Exercise — Every line of the data is to be transcribed as it stands.

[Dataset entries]
------

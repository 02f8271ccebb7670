//! Boundary between the search and the game.

use crate::game::GameError;
use crate::mcts::action::Action;
use crate::mcts::node::NodeKind;

/// Result of applying one move: the new state and what the next player to act
/// gets to see (`None` once nobody has to act).
#[derive(Debug, Clone)]
pub struct Transition<S, C> {
    pub state: S,
    pub context: Option<C>,
}

pub trait GameSimulator {
    type State: Clone;
    type Context: Clone;
    type Move;

    /// Applies `mv` for the player to act. An illegal move is an error.
    fn apply(
        &mut self,
        state: &Self::State,
        mv: &Self::Move,
    ) -> Result<Transition<Self::State, Self::Context>, GameError>;

    /// Plays every remaining turn of the round with the simulator's own
    /// policies and returns the finished state.
    fn roll_forward(&mut self, state: &Self::State) -> Result<Self::State, GameError>;

    /// Chip count of `agent`, `None` if the agent is not at the table.
    fn stack_of(&self, state: &Self::State, agent: &str) -> Option<u32>;

    fn is_round_finished(&self, state: &Self::State) -> bool;

    /// Whether `agent` still contests the current round.
    fn is_active(&self, state: &Self::State, agent: &str) -> bool;

    fn next_actor<'s>(&self, state: &'s Self::State) -> Option<&'s str>;

    fn classify(&self, state: &Self::State, agent: &str) -> NodeKind {
        if self.is_round_finished(state) || !self.is_active(state, agent) {
            NodeKind::Terminal
        } else if self.next_actor(state) == Some(agent) {
            NodeKind::Decision
        } else {
            NodeKind::Chance
        }
    }
}

/// Turns an abstract [`Action`] into a concrete move for whoever acts in
/// `context`. Must only produce legal moves.
pub trait ExpansionPolicy<G: GameSimulator + ?Sized> {
    fn choose(&self, action: Action, context: &G::Context) -> G::Move;
}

------

Answer area —
repository 02f8271ccebb7670
//! Boundary between the search and the game.

use crate::game::GameError;
use crate::mcts::action::Action;
use crate::mcts::node::NodeKind;

/// Result of applying one move: the new state and what the next player to act
/// gets to see (`None` once nobody has to act).
#[derive(Debug, Clone)]
pub struct Transition<S, C> {
    pub state: S,
    pub context: Option<C>,
}

pub trait GameSimulator {
    type State: Clone;
    type Context: Clone;
    type Move;

    /// Applies `mv` for the player to act. An illegal move is an error.
    fn apply(
        &mut self,
        state: &Self::State,
        mv: &Self::Move,
    ) -> Result<Transition<Self::State, Self::Context>, GameError>;

    /// Plays every remaining turn of the round with the simulator's own
    /// policies and returns the finished state.
    fn roll_forward(&mut self, state: &Self::State) -> Result<Self::State, GameError>;

    /// Chip count of `agent`, `None` if the agent is not at the table.
    fn stack_of(&self, state: &Self::State, agent: &str) -> Option<u32>;

    fn is_round_finished(&self, state: &Self::State) -> bool;

    /// Whether `agent` still contests the current round.
    fn is_active(&self, state: &Self::State, agent: &str) -> bool;

    fn next_actor<'s>(&self, state: &'s Self::State) -> Option<&'s str>;

    fn classify(&self, state: &Self::State, agent: &str) -> NodeKind {
        if self.is_round_finished(state) || !self.is_active(state, agent) {
            NodeKind::Terminal
        } else if self.next_actor(state) == Some(agent) {
            NodeKind::Decision
        } else {
            NodeKind::Chance
        }
    }
}

/// Turns an abstract [`Action`] into a concrete move for whoever acts in
/// `context`. Must only produce legal moves.
pub trait ExpansionPolicy<G: GameSimulator + ?Sized> {
    fn choose(&self, action: Action, context: &G::Context) -> G::Move;
}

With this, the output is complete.